Brave New Worlds
Leaving?"
"Leaving. " Snatching up the preserved flower, he dangles it before his wife. "Leaving. . . "
". . . and of the Son," says Connie, raising the sputtering infant from the water, "and of the Holy Ghost. "
Merribell Dunfey screeches and squirms. She's slippery as a bar of soap. Connie manages to wrap her in a dish towel and shove her into Valerie's arms.
"Let me tell you who you are," she says.
"Father Cornelius Dennis Monaghan of Charlestown Parish. "
"You're a tired and bewildered pilgrim, Father. You're a weary wayfarer like myself. "
Dribbling milk, Angela Dunfey staggers into the kitchen. Seeing her priest, she recoils. Her mouth flies open, and a howl rushes out, a cry such as Connie imagines the damned spew forth while rotating on the spits of Perdition. "Not her too! Not Merribell! No!"

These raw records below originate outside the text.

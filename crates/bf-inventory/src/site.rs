//! Sites and their permission and file sub-resources.

use bigfix_client::Result;
use chrono::{DateTime, FixedOffset};
use serde::{Deserialize, Serialize};

use crate::site_ref::{SiteRef, SiteType};
use crate::timestamp::parse_timestamp;
use crate::xml::{lenient_bool, lenient_u64, parse_bool, parse_u64};

/// A content site. Identity is `(name, site_type)`.
#[derive(Debug, Clone, PartialEq, Eq, Serialize)]
pub struct Site {
    pub resource: String,
    pub name: String,
    pub display_name: String,
    pub description: String,
    pub site_type: SiteType,
    /// Only known from a detail fetch.
    pub global_read_permission: Option<bool>,
    pub subscription_mode: String,
    pub gather_url: String,
}

impl Site {
    /// Reference used to scope content fetches to this site. Fails only for
    /// a nameless site.
    pub fn site_ref(&self) -> Result<SiteRef> {
        SiteRef::new(self.name.clone(), self.site_type)
    }

    fn from_list_item(item: SiteListItemXml, site_type: SiteType) -> Self {
        Self {
            resource: item.resource,
            name: item.name,
            display_name: item.display_name,
            description: String::new(),
            site_type,
            global_read_permission: None,
            subscription_mode: String::new(),
            gather_url: item.gather_url,
        }
    }

    fn from_detail(detail: SiteDetailXml, site_type: SiteType, resource: String) -> Self {
        Self {
            resource,
            name: detail.name,
            display_name: detail.display_name,
            description: detail.description,
            site_type,
            global_read_permission: Some(parse_bool(&detail.global_read_permission)),
            subscription_mode: detail.subscription.mode,
            gather_url: detail.gather_url,
        }
    }
}

#[derive(Debug, Clone, Default, Deserialize)]
#[serde(default)]
struct SiteListItemXml {
    #[serde(rename = "@Resource")]
    resource: String,
    #[serde(rename = "Name")]
    name: String,
    #[serde(rename = "DisplayName")]
    display_name: String,
    #[serde(rename = "GatherURL")]
    gather_url: String,
}

/// `/api/sites` payload.
#[derive(Debug, Clone, Default, Deserialize)]
#[serde(default)]
pub(crate) struct SiteListXml {
    #[serde(rename = "ExternalSite")]
    external: Vec<SiteListItemXml>,
    #[serde(rename = "OperatorSite")]
    operator: Vec<SiteListItemXml>,
    #[serde(rename = "ActionSite")]
    action: Vec<SiteListItemXml>,
}

impl SiteListXml {
    /// External sites first, then operator sites, then action sites.
    pub(crate) fn into_sites(self) -> Vec<Site> {
        let external = self
            .external
            .into_iter()
            .map(|s| Site::from_list_item(s, SiteType::External));
        let operator = self
            .operator
            .into_iter()
            .map(|s| Site::from_list_item(s, SiteType::Operator));
        let action = self
            .action
            .into_iter()
            .map(|s| Site::from_list_item(s, SiteType::Action));
        external.chain(operator).chain(action).collect()
    }
}

#[derive(Debug, Clone, Default, Deserialize)]
#[serde(default)]
struct SubscriptionXml {
    #[serde(rename = "Mode")]
    mode: String,
}

#[derive(Debug, Clone, Default, Deserialize)]
#[serde(default)]
struct SiteDetailXml {
    #[serde(rename = "Name")]
    name: String,
    #[serde(rename = "DisplayName")]
    display_name: String,
    #[serde(rename = "Description")]
    description: String,
    #[serde(rename = "GlobalReadPermission")]
    global_read_permission: String,
    #[serde(rename = "Subscription")]
    subscription: SubscriptionXml,
    #[serde(rename = "GatherURL")]
    gather_url: String,
}

/// `<BES>` wrapper of a site detail; exactly one child is expected.
#[derive(Debug, Clone, Default, Deserialize)]
#[serde(default)]
pub(crate) struct SiteDetailResponseXml {
    #[serde(rename = "ExternalSite")]
    external: Option<SiteDetailXml>,
    #[serde(rename = "OperatorSite")]
    operator: Option<SiteDetailXml>,
    #[serde(rename = "ActionSite")]
    action: Option<SiteDetailXml>,
}

impl SiteDetailResponseXml {
    /// Pick the detail element matching the requested type. `master` and
    /// `action` both read `<ActionSite>`.
    pub(crate) fn into_site(self, site_type: SiteType, resource: String) -> Option<Site> {
        let (detail, resolved) = match site_type {
            SiteType::External => (self.external, SiteType::External),
            SiteType::Operator => (self.operator, SiteType::Operator),
            SiteType::Master | SiteType::Action => (self.action, SiteType::Action),
        };
        detail.map(|d| Site::from_detail(d, resolved, resource))
    }
}

/// An operator's permission on a site.
#[derive(Debug, Clone, Default, PartialEq, Eq, Serialize)]
pub struct SitePermission {
    pub resource: String,
    pub permission: String,
    pub operator: String,
    pub operator_resource: String,
}

#[derive(Debug, Clone, Default, Deserialize)]
#[serde(default)]
struct OperatorXml {
    #[serde(rename = "@Resource")]
    resource: String,
    #[serde(rename = "$text")]
    name: String,
}

#[derive(Debug, Clone, Default, Deserialize)]
#[serde(default)]
struct SitePermissionXml {
    #[serde(rename = "@Resource")]
    resource: String,
    #[serde(rename = "Permission")]
    permission: String,
    #[serde(rename = "Operator")]
    operator: OperatorXml,
}

#[derive(Debug, Clone, Default, Deserialize)]
#[serde(default)]
pub(crate) struct SitePermissionsXml {
    #[serde(rename = "SitePermission")]
    permissions: Vec<SitePermissionXml>,
}

impl SitePermissionsXml {
    pub(crate) fn into_permissions(self) -> Vec<SitePermission> {
        self.permissions
            .into_iter()
            .map(|p| SitePermission {
                resource: p.resource,
                permission: p.permission,
                operator: p.operator.name,
                operator_resource: p.operator.resource,
            })
            .collect()
    }
}

/// A file hosted in a site.
#[derive(Debug, Clone, Default, PartialEq, Eq, Serialize)]
pub struct SiteFile {
    pub resource: String,
    pub name: String,
    pub id: u64,
    pub last_modified: Option<DateTime<FixedOffset>>,
    pub file_size: String,
    pub is_client_file: bool,
    pub size: u64,
    pub sha1: String,
    pub sha256: String,
    pub download_url: String,
}

#[derive(Debug, Clone, Default, Deserialize)]
#[serde(default)]
struct SiteFileXml {
    #[serde(rename = "@Resource")]
    resource: String,
    #[serde(rename = "@Size", deserialize_with = "lenient_u64")]
    size: u64,
    #[serde(rename = "@SHA1")]
    sha1: String,
    #[serde(rename = "@SHA256")]
    sha256: String,
    #[serde(rename = "Name")]
    name: String,
    #[serde(rename = "ID")]
    id: String,
    #[serde(rename = "LastModified")]
    last_modified: String,
    #[serde(rename = "FileSize")]
    file_size: String,
    #[serde(rename = "IsClientFile", deserialize_with = "lenient_bool")]
    is_client_file: bool,
    #[serde(rename = "$text")]
    download_url: String,
}

#[derive(Debug, Clone, Default, Deserialize)]
#[serde(default)]
pub(crate) struct SiteFilesXml {
    #[serde(rename = "SiteFile")]
    files: Vec<SiteFileXml>,
}

impl SiteFilesXml {
    pub(crate) fn into_files(self) -> Vec<SiteFile> {
        self.files
            .into_iter()
            .map(|f| SiteFile {
                resource: f.resource,
                name: f.name,
                id: parse_u64(&f.id),
                last_modified: parse_timestamp(&f.last_modified),
                file_size: f.file_size,
                is_client_file: f.is_client_file,
                size: f.size,
                sha1: f.sha1,
                sha256: f.sha256,
                download_url: f.download_url.trim().to_string(),
            })
            .collect()
    }
}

"Your baby's all right," says Valerie.
Connie clasps his hands together, fingers knotted in agony and supplication. He stoops. His knees hit the floor, crashing against the fractured linoleum. "Please," he groans.
Angela plucks Merribell from Valerie and affixes the squalling baby to her nipple. "Oh, Merribell, Merribell. . . "
"Please. " Connie's voice is hoarse and jagged, as if he's been shot in the larynx. "Please. . . please," he beseeches. Tears roll from his eyes, tickling his cheeks as they fall.
"It's not her job to absolve you," says Valerie.
Connie snuffles the mucus back into his nose. "I know. "
"The boat leaves tomorrow. "
"Boat?" Connie runs his sleeve across his face, blotting his tears.
"A rescue vessel," his parishioner explains. Sliding her hands beneath his armpits, she raises him inch by inch to his feet. "Rather like Noah's Ark. "
"Mommy, I want to go home. "
"Tell that to your stepfather. "
"It's cold. "
"I know, sweetheart. "
"And dark. "
"Try to be patient. "
"Mommy, my stomach hurts. "
"I'm sorry. "
"My head too. "
"You want an aspirin?"
"I want to go home. "
Is this a mistake? wonders Stephen. Shouldn't they should all be in bed right now instead of tromping around in this nocturnal mist, risking flu and possibly pneumonia? And yet he has faith. Somewhere in the labyrinthine reaches of the Hoosac Docks, amid the tang of salt air and the stink of rotting cod, a ship awaits.
Guiding his wife and stepchildren down Pier 7, he studies the possibilities—the scows and barges, the tugs and trawlers, the reefers and bulk carriers. Gulls and gannets hover above the wharfs, squawking their chronic disapproval of the world. Across the channel, lit by a sodium-vapor searchlight, the U. S. Constitution bobs in her customary berth beside Charlestown Navy Yard.
"What're we doing here, anyway?" asks Beatrice.
"Your stepfather gets these notions in his head. " Kate presses the baby tight against her chest, shielding him from the sea breeze.
"What's the name of the boat?" asks Roger.
" Mayflower ," answers Stephen.
Epigaea repens , trailing arbutus, mayflower.
"How do you spell it?" Roger demands.
"M-a-y. . . "
". . . f-l-o-w-e-r?"
"Good job, Roger," says Stephen.
"I read it," the boy explains indignantly, pointing straight ahead with the collective fingers of his right mitten.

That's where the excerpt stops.